AIM OF THE TASK:
The answer must be every line of the data that holds the word "reset".

PROVIDED DATA:
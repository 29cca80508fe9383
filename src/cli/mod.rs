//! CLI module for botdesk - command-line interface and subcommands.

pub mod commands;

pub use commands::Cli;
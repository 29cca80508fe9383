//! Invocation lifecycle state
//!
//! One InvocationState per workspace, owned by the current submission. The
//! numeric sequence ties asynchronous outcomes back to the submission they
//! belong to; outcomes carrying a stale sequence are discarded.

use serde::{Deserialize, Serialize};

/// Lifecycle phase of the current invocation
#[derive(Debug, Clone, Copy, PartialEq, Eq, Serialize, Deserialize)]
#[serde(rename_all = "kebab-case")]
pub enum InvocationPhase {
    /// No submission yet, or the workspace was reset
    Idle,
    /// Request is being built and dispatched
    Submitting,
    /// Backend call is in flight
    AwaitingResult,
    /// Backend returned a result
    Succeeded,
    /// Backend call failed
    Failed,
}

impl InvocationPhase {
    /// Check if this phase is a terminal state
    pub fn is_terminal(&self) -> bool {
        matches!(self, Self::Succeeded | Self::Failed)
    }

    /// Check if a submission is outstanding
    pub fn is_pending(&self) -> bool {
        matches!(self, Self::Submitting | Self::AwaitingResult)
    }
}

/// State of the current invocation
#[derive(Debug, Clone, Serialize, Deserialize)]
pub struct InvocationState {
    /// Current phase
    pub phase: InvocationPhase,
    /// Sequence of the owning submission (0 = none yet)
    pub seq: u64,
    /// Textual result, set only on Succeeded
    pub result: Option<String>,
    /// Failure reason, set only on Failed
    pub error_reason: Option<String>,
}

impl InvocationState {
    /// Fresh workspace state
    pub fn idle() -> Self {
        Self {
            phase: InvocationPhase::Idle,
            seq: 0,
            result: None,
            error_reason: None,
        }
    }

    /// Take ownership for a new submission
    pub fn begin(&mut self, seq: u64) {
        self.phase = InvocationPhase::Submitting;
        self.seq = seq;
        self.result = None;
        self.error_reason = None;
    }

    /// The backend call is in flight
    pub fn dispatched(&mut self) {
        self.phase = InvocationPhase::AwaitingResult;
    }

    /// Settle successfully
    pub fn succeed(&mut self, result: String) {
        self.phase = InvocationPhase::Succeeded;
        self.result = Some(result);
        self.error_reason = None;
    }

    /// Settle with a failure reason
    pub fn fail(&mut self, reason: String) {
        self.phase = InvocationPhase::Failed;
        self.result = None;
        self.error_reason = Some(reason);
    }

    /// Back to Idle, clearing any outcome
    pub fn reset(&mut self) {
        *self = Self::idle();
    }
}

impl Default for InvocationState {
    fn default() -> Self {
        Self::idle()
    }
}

OUTPUT FOR THIS TASK:
    /// No submission yet, or the workspace was reset
    pub fn reset(&mut self) {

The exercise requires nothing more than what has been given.